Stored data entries
• • •

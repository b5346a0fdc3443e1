//! Integration tests for the CLI application
//!
//! These tests verify that the CLI commands work correctly with real data files.

use std::io::Write;
use std::process::Command;
use tempfile::{NamedTempFile, TempDir};

/// Helper to create test data files
struct TestDataFiles {
    pub points_file: NamedTempFile,
    pub other_points_file: NamedTempFile,
    pub wide_points_file: NamedTempFile,
}

impl TestDataFiles {
    fn new() -> std::io::Result<Self> {
        let mut points_file = NamedTempFile::with_suffix(".csv")?;
        writeln!(points_file, "a,b")?;
        writeln!(points_file, "0,0")?;
        writeln!(points_file, "0,1")?;
        writeln!(points_file, "1,1")?;
        points_file.flush()?;

        let mut other_points_file = NamedTempFile::with_suffix(".csv")?;
        writeln!(other_points_file, "1,0")?;
        writeln!(other_points_file, "1,1")?;
        other_points_file.flush()?;

        let mut wide_points_file = NamedTempFile::with_suffix(".csv")?;
        writeln!(wide_points_file, "0,1,0")?;
        wide_points_file.flush()?;

        Ok(TestDataFiles {
            points_file,
            other_points_file,
            wide_points_file,
        })
    }
}

/// Path to the compiled CLI binary
fn cli() -> Command {
    Command::new(env!("CARGO_BIN_EXE_rdkernel"))
}

/// Write a configuration with the init command
fn init_config(dir: &TempDir, categories: &str, lengthscale: Option<&str>) -> std::path::PathBuf {
    let config_path = dir.path().join("kernel.json");
    let mut args = vec![
        "init".to_string(),
        "--categories".to_string(),
        categories.to_string(),
        "--output".to_string(),
        config_path.to_str().unwrap().to_string(),
    ];
    if let Some(ls) = lengthscale {
        args.push("--lengthscale".to_string());
        args.push(ls.to_string());
    }

    let output = cli().args(&args).output().expect("Failed to run init");
    assert!(
        output.status.success(),
        "Init command failed: {}",
        String::from_utf8_lossy(&output.stderr)
    );
    config_path
}

fn parse_rows(stdout: &[u8]) -> Vec<Vec<f64>> {
    String::from_utf8_lossy(stdout)
        .lines()
        .filter(|l| !l.starts_with('#') && !l.trim().is_empty())
        .map(|l| {
            l.split(',')
                .map(|v| v.parse::<f64>().expect("numeric output"))
                .collect()
        })
        .collect()
}

#[test]
fn test_cli_init_command() {
    let temp_dir = TempDir::new().expect("Failed to create temp dir");
    let config_path = init_config(&temp_dir, "2,3,4", Some("0.5,1.0,2.0"));

    assert!(config_path.exists(), "Config file was not created");
    let content = std::fs::read_to_string(&config_path).expect("Failed to read config");
    assert!(content.contains("categories"));
    assert!(content.contains("lengthscale"));
}

#[test]
fn test_cli_init_rejects_single_category() {
    let temp_dir = TempDir::new().expect("Failed to create temp dir");
    let config_path = temp_dir.path().join("kernel.json");

    let output = cli()
        .args([
            "init",
            "--categories",
            "2,1",
            "--output",
            config_path.to_str().unwrap(),
        ])
        .output()
        .expect("Failed to run init");

    assert!(!output.status.success());
    assert!(!config_path.exists());
}

#[test]
fn test_cli_evaluate_full_matrix() {
    let test_data = TestDataFiles::new().expect("Failed to create test data");
    let temp_dir = TempDir::new().expect("Failed to create temp dir");
    let config_path = init_config(&temp_dir, "2,2", Some("0.5,0.5"));

    let output = cli()
        .args([
            "evaluate",
            "--config",
            config_path.to_str().unwrap(),
            "--x1",
            test_data.points_file.path().to_str().unwrap(),
        ])
        .output()
        .expect("Failed to run evaluate");

    assert!(
        output.status.success(),
        "Evaluate command failed: {}",
        String::from_utf8_lossy(&output.stderr)
    );

    let rows = parse_rows(&output.stdout);
    assert_eq!(rows.len(), 3);
    assert_eq!(rows[0].len(), 3);
    assert_eq!(rows[0][0], 1.0);
    assert!((rows[0][1] - 0.4621).abs() < 1e-4);
    assert!((rows[0][2] - 0.2135).abs() < 1e-4);
    assert_eq!(rows[0][1], rows[1][0]);
}

#[test]
fn test_cli_evaluate_cross_to_file() {
    let test_data = TestDataFiles::new().expect("Failed to create test data");
    let temp_dir = TempDir::new().expect("Failed to create temp dir");
    let config_path = init_config(&temp_dir, "2,2", None);
    let output_path = temp_dir.path().join("k.csv");

    let output = cli()
        .args([
            "evaluate",
            "--config",
            config_path.to_str().unwrap(),
            "--x1",
            test_data.points_file.path().to_str().unwrap(),
            "--x2",
            test_data.other_points_file.path().to_str().unwrap(),
            "--output",
            output_path.to_str().unwrap(),
        ])
        .output()
        .expect("Failed to run evaluate");

    assert!(output.status.success());
    let content = std::fs::read(&output_path).expect("Failed to read output");
    let rows = parse_rows(&content);
    assert_eq!(rows.len(), 3);
    assert!(rows.iter().all(|r| r.len() == 2));
    // (1,1) against (1,1)
    assert_eq!(rows[2][1], 1.0);
}

#[test]
fn test_cli_evaluate_diag_mismatch_fails() {
    let test_data = TestDataFiles::new().expect("Failed to create test data");
    let temp_dir = TempDir::new().expect("Failed to create temp dir");
    let config_path = init_config(&temp_dir, "2,2", None);

    let output = cli()
        .args([
            "evaluate",
            "--config",
            config_path.to_str().unwrap(),
            "--x1",
            test_data.points_file.path().to_str().unwrap(),
            "--x2",
            test_data.other_points_file.path().to_str().unwrap(),
            "--diag",
        ])
        .output()
        .expect("Failed to run evaluate");

    assert!(!output.status.success());
}

#[test]
fn test_cli_evaluate_shape_mismatch_fails() {
    let test_data = TestDataFiles::new().expect("Failed to create test data");
    let temp_dir = TempDir::new().expect("Failed to create temp dir");
    let config_path = init_config(&temp_dir, "2,2", None);

    let output = cli()
        .args([
            "evaluate",
            "--config",
            config_path.to_str().unwrap(),
            "--x1",
            test_data.wide_points_file.path().to_str().unwrap(),
        ])
        .output()
        .expect("Failed to run evaluate");

    assert!(!output.status.success());
    assert!(String::from_utf8_lossy(&output.stderr).contains("Shape mismatch"));
}

#[test]
fn test_cli_gradient_command() {
    let test_data = TestDataFiles::new().expect("Failed to create test data");
    let temp_dir = TempDir::new().expect("Failed to create temp dir");
    let config_path = init_config(&temp_dir, "2,2", Some("1.0,1.0"));

    let output = cli()
        .args([
            "gradient",
            "--config",
            config_path.to_str().unwrap(),
            "--x1",
            test_data.points_file.path().to_str().unwrap(),
            "--diag",
        ])
        .output()
        .expect("Failed to run gradient");

    assert!(
        output.status.success(),
        "Gradient command failed: {}",
        String::from_utf8_lossy(&output.stderr)
    );

    let stdout = String::from_utf8_lossy(&output.stdout);
    assert!(stdout.contains("# d/dlengthscale[0]"));
    assert!(stdout.contains("# d/dlengthscale[1]"));

    // Self-pairs never differ, so every diagonal gradient is zero
    let rows = parse_rows(&output.stdout);
    assert_eq!(rows.len(), 6);
    assert!(rows.iter().all(|r| r[0] == 0.0));
}

#[test]
fn test_cli_info_command() {
    let temp_dir = TempDir::new().expect("Failed to create temp dir");
    let config_path = init_config(&temp_dir, "2,5", None);

    let output = cli()
        .args(["info", config_path.to_str().unwrap()])
        .output()
        .expect("Failed to run info");

    assert!(output.status.success());
    let stdout = String::from_utf8_lossy(&output.stdout);
    assert!(stdout.contains("Dimensions: 2"));
    assert!(stdout.contains("categories=5"));
    assert!(stdout.contains("Minimum similarity"));
}

#[test]
fn test_cli_missing_config_fails() {
    let test_data = TestDataFiles::new().expect("Failed to create test data");

    let output = cli()
        .args([
            "evaluate",
            "--config",
            "/nonexistent/kernel.json",
            "--x1",
            test_data.points_file.path().to_str().unwrap(),
        ])
        .output()
        .expect("Failed to run evaluate");

    assert!(!output.status.success());
}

• • •

> _PROMPT_
Lines of the data that include the string "categories" are to be counted; report the total by itself.

> _THE ANSWER_
6